The boom can last only as long as the credit expansion progresses at an ever-accelerated pace. The boom comes to an end as soon as additional quantities of fiduciary media are no longer thrown upon the loan market. But it could not last forever even if inflation and credit expansion were to go on endlessly. It would then encounter the barriers which prevent the boundless expansion of circulation credit [i.e., credit granted out of the issue of fiduciary media (p. 430)]. It would lead to the crack-up boom and the breakdown of the whole monetary system (p. 552).
There is no means of avoiding the final collapse of a boom brought about by credit expansion. The alternative is only whether the crisis should come sooner as the result of a voluntary abandonment of further credit expansion, or later as a final and total catastrophe of the currency system involved (p. 570).”

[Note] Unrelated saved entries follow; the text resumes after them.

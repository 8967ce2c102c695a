use super::*;

const REFRESH_REJECTED: &str = "Invalid or expired refresh token";

/// Create the first admin. Refused once any admin exists.
pub(super) async fn setup(
    State(state): State<Arc<AppState>>,
    Json(payload): Json<SetupRequest>,
) -> Result<(StatusCode, Json<serde_json::Value>), Response> {
    let email = normalize_email(&payload.email);
    validate_email(&email).map_err(invalid_input)?;
    validate_new_password(&payload.password).map_err(invalid_input)?;
    let name = payload.name.trim();
    if name.is_empty() {
        return Err(bad_request("Name is required"));
    }

    let password_hash = hash_password(&payload.password).map_err(internal_error)?;
    let record = new_admin_record(&email, name, ADMIN_ROLE, password_hash, None)
        .map_err(internal_error)?;

    {
        let mut admins = state.admins.write().await;
        if !admins.is_empty() {
            return Err(bad_request("Admin user already exists. Use login instead."));
        }
        admins.insert(record.id.clone(), record);
    }
    persist_admins(&state).await?;
    info!(%email, "initial admin created");

    Ok((
        StatusCode::CREATED,
        Json(serde_json::json!({
            "success": true,
            "message": "Admin user created successfully",
            "email": email,
        })),
    ))
}

/// Unknown email and wrong password produce the same 401.
pub(super) async fn login(
    State(state): State<Arc<AppState>>,
    Json(payload): Json<LoginRequest>,
) -> Result<Json<LoginResponse>, Response> {
    let email = normalize_email(&payload.email);
    if validate_email(&email).is_err() || payload.password.is_empty() {
        return Err(bad_request("Invalid credentials"));
    }

    let admin = {
        let admins = state.admins.read().await;
        admins.values().find(|a| a.email == email).cloned()
    };
    let Some(mut admin) =
        admin.filter(|a| verify_password(&payload.password, &a.password_hash))
    else {
        warn!(%email, "admin login failed");
        return Err(unauthorized("Invalid credentials"));
    };

    let access_token = state
        .tokens
        .issue(&admin, TokenKind::Access)
        .map_err(internal_error)?;
    let refresh_token = state
        .tokens
        .issue(&admin, TokenKind::Refresh)
        .map_err(internal_error)?;

    let last_login = now_ts();
    {
        let mut admins = state.admins.write().await;
        if let Some(stored) = admins.get_mut(&admin.id) {
            stored.last_login = Some(last_login.clone());
        }
    }
    persist_admins(&state).await?;
    admin.last_login = Some(last_login);
    info!(%email, "admin login successful");

    Ok(Json(LoginResponse {
        success: true,
        message: "Login successful",
        access_token,
        refresh_token,
        user: AdminView::from(&admin),
    }))
}

/// Missing refresh token is 401; one that fails verification, was retired by
/// rotation, or belongs to a deleted admin is 403.
pub(super) async fn refresh(
    State(state): State<Arc<AppState>>,
    Json(payload): Json<RefreshRequest>,
) -> Result<Json<RefreshResponse>, Response> {
    let Some(presented) = payload.refresh_token.filter(|t| !t.is_empty()) else {
        return Err(unauthorized("Refresh token required"));
    };

    let claims = state
        .tokens
        .verify(&presented, TokenKind::Refresh)
        .map_err(|err| {
            warn!(error = %err, "refresh token rejected");
            forbidden(REFRESH_REJECTED)
        })?;

    let presented_fingerprint = fingerprint(&presented);
    if state
        .revoked_refresh
        .read()
        .await
        .contains_key(&presented_fingerprint)
    {
        warn!(email = %claims.email, "retired refresh token presented");
        return Err(forbidden(REFRESH_REJECTED));
    }

    let admin = {
        let admins = state.admins.read().await;
        admins.get(&claims.sub).cloned()
    };
    let Some(admin) = admin else {
        warn!(email = %claims.email, "refresh token for a deleted admin");
        return Err(forbidden(REFRESH_REJECTED));
    };

    let access_token = state
        .tokens
        .issue(&admin, TokenKind::Access)
        .map_err(internal_error)?;

    let refresh_token = if state.rotate_refresh_tokens {
        let next = state
            .tokens
            .issue(&admin, TokenKind::Refresh)
            .map_err(internal_error)?;
        let mut revoked = state.revoked_refresh.write().await;
        prune_revoked(&mut revoked, time::OffsetDateTime::now_utc().unix_timestamp());
        // A concurrent refresh may have retired it since the read above.
        if revoked
            .insert(presented_fingerprint, claims.exp)
            .is_some()
        {
            return Err(forbidden(REFRESH_REJECTED));
        }
        persist_revoked_to_disk(&state.data_dir, &revoked).map_err(internal_error)?;
        Some(next)
    } else {
        None
    };

    info!(email = %admin.email, rotated = refresh_token.is_some(), "access token refreshed");
    Ok(Json(RefreshResponse {
        success: true,
        access_token,
        refresh_token,
    }))
}

pub(super) async fn change_password(
    State(state): State<Arc<AppState>>,
    Extension(subject): Extension<Subject>,
    Json(payload): Json<ChangePasswordRequest>,
) -> Result<Json<serde_json::Value>, Response> {
    if payload.current_password.is_empty() {
        return Err(bad_request("Current password is required"));
    }
    validate_new_password(&payload.new_password).map_err(invalid_input)?;

    let current_hash = {
        let admins = state.admins.read().await;
        admins.get(&subject.id).map(|a| a.password_hash.clone())
    };
    let Some(current_hash) = current_hash else {
        return Err(not_found("User not found"));
    };
    if !verify_password(&payload.current_password, &current_hash) {
        warn!(email = %subject.email, "password change with wrong current password");
        return Err(unauthorized("Current password is incorrect"));
    }

    let new_hash = hash_password(&payload.new_password).map_err(internal_error)?;
    {
        let mut admins = state.admins.write().await;
        let Some(admin) = admins.get_mut(&subject.id) else {
            return Err(not_found("User not found"));
        };
        admin.password_hash = new_hash;
        admin.updated_at = Some(now_ts());
    }
    persist_admins(&state).await?;
    info!(email = %subject.email, "admin password changed");

    Ok(Json(serde_json::json!({
        "success": true,
        "message": "Password changed successfully",
    })))
}
use reqwest::StatusCode;

/// Failure kinds a caller of the admin API has to branch on.
///
/// `Unauthenticated` means no usable credential was presented; `Forbidden`
/// means one was presented and rejected.
#[derive(Debug, thiserror::Error)]
pub enum ApiError {
    #[error("authentication failed: {0}")]
    AuthenticationFailed(String),

    #[error("unauthenticated: {0}")]
    Unauthenticated(String),

    #[error("forbidden: {0}")]
    Forbidden(String),

    #[error("rejected: {0}")]
    Validation(String),

    #[error("not found: {0}")]
    NotFound(String),

    #[error("conflict: {0}")]
    Conflict(String),

    #[error("no active session (run `ptadmin login` first)")]
    NoSession,

    #[error("malformed token: {0}")]
    MalformedToken(String),

    #[error("unexpected status {status}: {message}")]
    Unexpected { status: u16, message: String },

    #[error("decode response: {0}")]
    Decode(String),

    #[error("transport: {0}")]
    Transport(#[from] reqwest::Error),
}

impl ApiError {
    pub fn from_status(status: StatusCode, body: &serde_json::Value) -> Self {
        let message = body_message(body, status);
        match status {
            StatusCode::UNAUTHORIZED => ApiError::Unauthenticated(message),
            StatusCode::FORBIDDEN => ApiError::Forbidden(message),
            StatusCode::BAD_REQUEST | StatusCode::UNPROCESSABLE_ENTITY => {
                ApiError::Validation(message)
            }
            StatusCode::NOT_FOUND => ApiError::NotFound(message),
            StatusCode::CONFLICT => ApiError::Conflict(message),
            other => ApiError::Unexpected {
                status: other.as_u16(),
                message,
            },
        }
    }

    /// HTTP status this error was built from, if any.
    pub fn status(&self) -> Option<u16> {
        match self {
            ApiError::AuthenticationFailed(_) | ApiError::Unauthenticated(_) => Some(401),
            ApiError::Forbidden(_) => Some(403),
            ApiError::Validation(_) => Some(400),
            ApiError::NotFound(_) => Some(404),
            ApiError::Conflict(_) => Some(409),
            ApiError::Unexpected { status, .. } => Some(*status),
            ApiError::Transport(e) => e.status().map(|s| s.as_u16()),
            ApiError::NoSession | ApiError::MalformedToken(_) | ApiError::Decode(_) => None,
        }
    }
}

pub(crate) fn body_message(body: &serde_json::Value, status: StatusCode) -> String {
    body.get("message")
        .or_else(|| body.get("error"))
        .and_then(|v| v.as_str())
        .map(|s| s.to_string())
        .unwrap_or_else(|| {
            status
                .canonical_reason()
                .unwrap_or("unknown error")
                .to_lowercase()
        })
}

#[cfg(test)]
#[path = "tests/error_tests.rs"]
mod tests;
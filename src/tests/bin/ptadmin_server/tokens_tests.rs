use super::*;

const SECRET: &str = "0123456789abcdef0123456789abcdef";

fn admin() -> AdminRecord {
    new_admin_record(
        "root@example.com",
        "Root",
        ADMIN_ROLE,
        "hash".to_string(),
        None,
    )
    .expect("record")
}

#[test]
fn issued_tokens_verify_with_their_kind() {
    let issuer = TokenIssuer::new(SECRET, 60, 3600);
    let admin = admin();

    let access = issuer.issue(&admin, TokenKind::Access).expect("issue");
    let claims = issuer.verify(&access, TokenKind::Access).expect("verify");
    assert_eq!(claims.sub, admin.id);
    assert_eq!(claims.email, "root@example.com");
    assert_eq!(claims.role, ADMIN_ROLE);
    assert_eq!(claims.exp - claims.iat, 60);

    let refresh = issuer.issue(&admin, TokenKind::Refresh).expect("issue");
    let claims = issuer.verify(&refresh, TokenKind::Refresh).expect("verify");
    assert_eq!(claims.exp - claims.iat, 3600);
}

#[test]
fn token_kinds_are_not_interchangeable() {
    let issuer = TokenIssuer::new(SECRET, 60, 3600);
    let admin = admin();
    let access = issuer.issue(&admin, TokenKind::Access).expect("issue");
    let refresh = issuer.issue(&admin, TokenKind::Refresh).expect("issue");
    assert!(issuer.verify(&access, TokenKind::Refresh).is_err());
    assert!(issuer.verify(&refresh, TokenKind::Access).is_err());
}

#[test]
fn tokens_minted_together_differ() {
    let issuer = TokenIssuer::new(SECRET, 60, 3600);
    let admin = admin();
    let a = issuer.issue(&admin, TokenKind::Access).expect("issue");
    let b = issuer.issue(&admin, TokenKind::Access).expect("issue");
    assert_ne!(a, b);
}

#[test]
fn other_secret_and_garbage_are_rejected() {
    let issuer = TokenIssuer::new(SECRET, 60, 3600);
    let other = TokenIssuer::new("fedcba9876543210fedcba9876543210", 60, 3600);
    let token = other.issue(&admin(), TokenKind::Access).expect("issue");
    assert!(issuer.verify(&token, TokenKind::Access).is_err());
    assert!(issuer.verify("garbled.token.value", TokenKind::Access).is_err());
}

#[test]
fn expired_tokens_are_rejected_without_leeway() {
    let admin = admin();
    let now = time::OffsetDateTime::now_utc().unix_timestamp();
    let claims = Claims {
        sub: admin.id.clone(),
        email: admin.email.clone(),
        role: admin.role.clone(),
        typ: "access".to_string(),
        jti: "expired".to_string(),
        iat: now - 120,
        exp: now - 1,
    };
    let token = jsonwebtoken::encode(
        &Header::default(),
        &claims,
        &EncodingKey::from_secret(SECRET.as_bytes()),
    )
    .expect("encode");

    let issuer = TokenIssuer::new(SECRET, 60, 3600);
    assert!(issuer.verify(&token, TokenKind::Access).is_err());
}

#[test]
fn issue_fails_instead_of_wrapping_an_overflowing_expiry() {
    let issuer = TokenIssuer::new(SECRET, i64::MAX, 3600);
    assert!(issuer.issue(&admin(), TokenKind::Access).is_err());
    assert!(issuer.issue(&admin(), TokenKind::Refresh).is_ok());
}
use argon2::{
    Argon2,
    password_hash::{PasswordHash, PasswordHasher, PasswordVerifier, SaltString, rand_core::OsRng},
};

use super::*;

pub(super) fn hash_password(password: &str) -> Result<String> {
    let salt = SaltString::generate(&mut OsRng);
    let hash = Argon2::default()
        .hash_password(password.as_bytes(), &salt)
        .map_err(|e| anyhow::anyhow!("hash password: {}", e))?;
    Ok(hash.to_string())
}

/// False for a wrong password and for an unparseable stored hash alike.
pub(super) fn verify_password(password: &str, hash: &str) -> bool {
    let Ok(parsed) = PasswordHash::new(hash) else {
        return false;
    };
    Argon2::default()
        .verify_password(password.as_bytes(), &parsed)
        .is_ok()
}

#[cfg(test)]
#[path = "../../tests/bin/ptadmin_server/passwords_tests.rs"]
mod tests;
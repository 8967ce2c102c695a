use super::*;

fn failure(status: StatusCode, message: &str) -> Response {
    (
        status,
        Json(serde_json::json!({"success": false, "message": message})),
    )
        .into_response()
}

pub(super) fn unauthorized(message: &str) -> Response {
    failure(StatusCode::UNAUTHORIZED, message)
}

pub(super) fn forbidden(message: &str) -> Response {
    failure(StatusCode::FORBIDDEN, message)
}

pub(super) fn bad_request(message: &str) -> Response {
    failure(StatusCode::BAD_REQUEST, message)
}

pub(super) fn invalid_input(err: anyhow::Error) -> Response {
    failure(StatusCode::BAD_REQUEST, &err.to_string())
}

pub(super) fn not_found(message: &str) -> Response {
    failure(StatusCode::NOT_FOUND, message)
}

pub(super) fn internal_error(err: anyhow::Error) -> Response {
    tracing::error!(error = %format!("{:#}", err), "request failed");
    failure(StatusCode::INTERNAL_SERVER_ERROR, "Internal server error")
}
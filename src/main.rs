use std::path::PathBuf;

use anyhow::Result;
use clap::{Parser, Subcommand};

mod cli_exec;
mod cli_subcommands;

use self::cli_subcommands::{UsersCommands, VerifyArgs};

#[derive(Parser)]
#[command(name = "ptadmin")]
#[command(about = "Admin session client for the personal-training backend", long_about = None)]
struct Cli {
    /// Backend base URL
    #[arg(long, env = "PTADMIN_URL", default_value = "http://127.0.0.1:8001", global = true)]
    url: String,

    /// Admin email used by `login` and `verify`
    #[arg(long, env = "PTADMIN_EMAIL", global = true)]
    email: Option<String>,

    /// Admin password used by `login` and `verify`
    #[arg(long, env = "PTADMIN_PASSWORD", hide_env_values = true, global = true)]
    password: Option<String>,

    /// Directory holding session.json
    #[arg(long, default_value = ".ptadmin", global = true)]
    state_dir: PathBuf,

    #[command(subcommand)]
    command: Commands,
}

#[derive(Subcommand)]
enum Commands {
    /// Log in and store the token pair
    Login {
        /// Emit JSON
        #[arg(long)]
        json: bool,
    },

    /// Exchange the stored refresh token for a new access token
    Refresh,

    /// Show the session's admin and token expiry
    Whoami {
        /// Emit JSON
        #[arg(long)]
        json: bool,
    },

    /// Discard the stored session
    Logout,

    /// Manage admin users
    Users {
        #[command(subcommand)]
        command: UsersCommands,
    },

    /// Change the session admin's password
    ChangePassword {
        /// Current password (defaults to --password)
        #[arg(long)]
        current: Option<String>,
        /// New password (at least 8 characters)
        #[arg(long)]
        new: String,
    },

    /// Check the backend against the admin auth contract
    Verify(VerifyArgs),
}

fn main() {
    ptadmin::logging::init("ptadmin=info");
    if let Err(err) = run() {
        eprintln!("{:#}", err);
        std::process::exit(1);
    }
}

fn run() -> Result<()> {
    let cli = Cli::parse();
    cli_exec::run(cli)
}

What if the Fed gets really serious about firing its Big Bazooka, as it promises? Murray Rothbard wrote, “When this runaway stage is reached, the economy in effect breaks down, the market is virtually ended, and society reverts to a state of virtual barter and complete impoverishment…When all other limits and forms of persuasion fail, this is the only way—through chaos and economic breakdown—for the people to force a return to the ‘hard’ commodity money of the free market.” pp. 876-7, Man, Economy and State Volume II, (1962, 1970).
So that’s the only way we can transit from monstrosity money to honest money!? Via chaos and economic breakdown? Only after catastrophe via immeasurable pain and dislocation. Mustn’t fool mother nature. Markets rule in the end, not rulers. So much avoidable suffering in the world.